The following day, one of the settlers brought some of the broken glass to a skip in front of the house, right next to where the family are living, watching them smugly as they tipped the rubbish as if to say they are the victorious ones, that they have won. Every day the settlers enter the house from the front in full view of the family they have forced out. The other day one of the settler children, a boy, stood on the roof top of the house praying, holding the Torah in one hand, a gun in the other.

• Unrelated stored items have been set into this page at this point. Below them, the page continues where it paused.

pub mod canvas;
pub mod panels;
pub mod slices;
use std::io;
use std::path::PathBuf;

use thiserror::Error;

use super::model::SliceAxis;

// ---------------------------------------------------------------------------
// Catalog errors – fatal at startup
// ---------------------------------------------------------------------------

#[derive(Debug, Error)]
pub enum CatalogError {
    #[error("no volumes (*.npy) found in {0}! Correct data path?")]
    Empty(PathBuf),

    #[error("listing data directory {path}")]
    Listing {
        path: PathBuf,
        #[source]
        source: io::Error,
    },
}

// ---------------------------------------------------------------------------
// Volume errors – loading and slicing
// ---------------------------------------------------------------------------

#[derive(Debug, Error)]
pub enum VolumeError {
    #[error("reading volume {path}")]
    Read {
        path: PathBuf,
        #[source]
        source: io::Error,
    },

    #[error("decoding .npy data")]
    Decode(#[source] io::Error),

    #[error("unsupported element type {0} (expected an integer or float array)")]
    UnsupportedDtype(String),

    #[error("expected a (depth, height, width[, channels]) array, got shape {0:?}")]
    UnsupportedShape(Vec<usize>),

    #[error("volume has a zero-sized axis: shape {0:?}")]
    ZeroSized(Vec<usize>),

    #[error("cursor {axis} = {index} lies outside the volume extent {len}")]
    CursorOutOfBounds {
        axis: SliceAxis,
        index: usize,
        len: usize,
    },

    #[error("array layout: {0}")]
    Layout(#[from] ndarray::ShapeError),
}
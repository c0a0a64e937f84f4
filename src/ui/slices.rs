use eframe::egui::{self, vec2, Response, Ui, Vec2};
use egui_plot::{HLine, Plot, PlotImage, PlotPoint, VLine};

use crate::color::GUIDE_COLOR;
use crate::data::model::SliceAxis;
use crate::events::{PointerButton, ViewerEvents};
use crate::state::Viewer;
use crate::ui::canvas::{Canvas, SlicePanel};

// ---------------------------------------------------------------------------
// 2×2 panel grid (central panel)
// ---------------------------------------------------------------------------

/// A drag reported by one of the slice panels, in image coordinates.
struct PointerDrag {
    button: PointerButton,
    view: SliceAxis,
    x: f64,
    y: f64,
}

/// Render the three cross-sections and the (hidden) volume panel, and forward
/// pointer drags to the viewer.
pub fn slice_grid(ui: &mut Ui, viewer: &mut Viewer<Canvas>) {
    let spacing = ui.spacing().item_spacing;
    let available = ui.available_size();
    let cell = vec2(
        ((available.x - spacing.x) / 2.0).max(1.0),
        ((available.y - spacing.y) / 2.0).max(1.0),
    );

    let mut drag = None;
    ui.horizontal(|ui: &mut Ui| {
        for axis in [SliceAxis::Z, SliceAxis::X] {
            let panel = viewer.surface_mut().panel_mut(axis);
            drag = drag.take().or(slice_panel(ui, panel, axis, cell));
        }
    });
    ui.horizontal(|ui: &mut Ui| {
        let panel = viewer.surface_mut().panel_mut(SliceAxis::Y);
        drag = drag.take().or(slice_panel(ui, panel, SliceAxis::Y, cell));
        volume_panel(ui, viewer.surface().volume_panel_visible(), cell);
    });

    if let Some(PointerDrag { button, view, x, y }) = drag {
        viewer.on_pointer_drag(button, view, x, y);
    }
}

/// One cross-section: the image stretched to the cell, plus guide lines.
///
/// Plot coordinates put pixel `(row, column)` at `x ∈ [column, column + 1)`,
/// `y ∈ (-row - 1, -row]`, so row 0 is at the top as in an image viewer.
fn slice_panel(ui: &mut Ui, panel: &mut SlicePanel, axis: SliceAxis, size: Vec2) -> Option<PointerDrag> {
    let ctx = ui.ctx().clone();
    let Some(texture) = panel.texture(&ctx, &format!("slice_{axis}")) else {
        ui.allocate_space(size);
        return None;
    };
    let texture_id = texture.id();

    let width = panel.columns as f64;
    let height = panel.rows as f64;
    let vertical = panel.vertical_guide as f64 + 0.5;
    let horizontal = -(panel.horizontal_guide as f64 + 0.5);

    let plot_response = Plot::new(("slice_panel", axis.index()))
        .width(size.x)
        .height(size.y)
        .show_axes(false)
        .show_grid(false)
        .show_x(false)
        .show_y(false)
        .allow_drag(false)
        .allow_zoom(false)
        .allow_scroll(false)
        .allow_boxed_zoom(false)
        .allow_double_click_reset(false)
        .set_margin_fraction(Vec2::ZERO)
        .include_x(0.0)
        .include_x(width)
        .include_y(0.0)
        .include_y(-height)
        .show(ui, |plot_ui| {
            plot_ui.image(PlotImage::new(
                texture_id,
                PlotPoint::new(width / 2.0, -height / 2.0),
                vec2(panel.columns as f32, panel.rows as f32),
            ));
            plot_ui.vline(VLine::new(vertical).color(GUIDE_COLOR).width(1.0));
            plot_ui.hline(HLine::new(horizontal).color(GUIDE_COLOR).width(1.0));
            plot_ui.pointer_coordinate()
        });

    let pointer = plot_response.inner?;
    let button = dragging_button(&plot_response.response)?;
    let (x, y) = (pointer.x, -pointer.y);
    if !(0.0..width).contains(&x) || !(0.0..height).contains(&y) {
        return None;
    }
    Some(PointerDrag {
        button,
        view: axis,
        x,
        y,
    })
}

/// Reserved space for the 3-D view; it stays empty.
fn volume_panel(ui: &mut Ui, visible: bool, size: Vec2) {
    let (rect, _) = ui.allocate_exact_size(size, egui::Sense::hover());
    if visible {
        ui.painter().rect_stroke(
            rect,
            0.0,
            ui.visuals().widgets.noninteractive.bg_stroke,
            egui::StrokeKind::Inside,
        );
    }
}

fn dragging_button(response: &Response) -> Option<PointerButton> {
    [
        (egui::PointerButton::Primary, PointerButton::Primary),
        (egui::PointerButton::Secondary, PointerButton::Secondary),
        (egui::PointerButton::Middle, PointerButton::Middle),
    ]
    .into_iter()
    .find(|(egui_button, _)| response.dragged_by(*egui_button))
    .map(|(_, button)| button)
}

Soon after the family was evicted, the settler family took them to court to try to get them removed. They made claims that they had erected tents in front of the house, were throwing stones, making noise and were too close to the house. There are no stones in the area and they live in the cold open air, not in tents. When they were evicted they were told they mustn’t come within 20 metres of the house. Where they sit, where they lay their mattresses, is at least 40-50 metres from the house. Every day they sit doing nothing except receiving visitors, which are regular and even high profile - the day before Jimmy Carter and Desmond Tutu had visited them. Otherwise most days there are journalists who come to talk to them and note down their story. But still they live on the streets. The Court didn’t force them to move from where they are living, but told them not to throw the stones they aren’t throwing and not to bother the settlers.

I asked them what they would do. “Even if the Government gives us a house”, they said, “we will stay here to let everyone know this is OUR house. All our memories are here, my father, my mother died in this house. These trees are like my sons”. The lemon trees that they planted in the front garden many years ago are starting to turn brown because they are not being watered or looked after.

Now the men sleep on the street in front of the house. The women and children stay in a nearby hotel – there were 6 children living in the house before they were evicted, one young woman is studying psychology at university so she needs a base to work from.

“Where is your brain, where is your heart, where are your feelings to throw our children outside and put your children inside? This is not a human being. Don’t you have any feelings?” I think I asked the family what they most wanted to say to the settlers.

The only reason they were evicted was because they weren’t Jewish.

The Jewish family is now living in an entirely Palestinian neighbourhood, apart from the other settlers who have also moved in recently to Palestinian homes. The same night – or morning, the soldiers also destroyed a tent which a family was using to shelter in after they were also evicted from their home a while ago. Others are awaiting eviction. The ‘Arabs’ that they most hate (and think most hate them) are their surrounding neighbours and they live not only with security cameras on the outside, but security guards on the inside. They have probably been given a large amount of money by the Government to live in these neighbourhoods, in these homes. But how much money does it take to numb their consciences? What is the price of watching another’s child live on the street while you live in their rooms, sleep in their beds? How is it possible for human beings to be this cruel?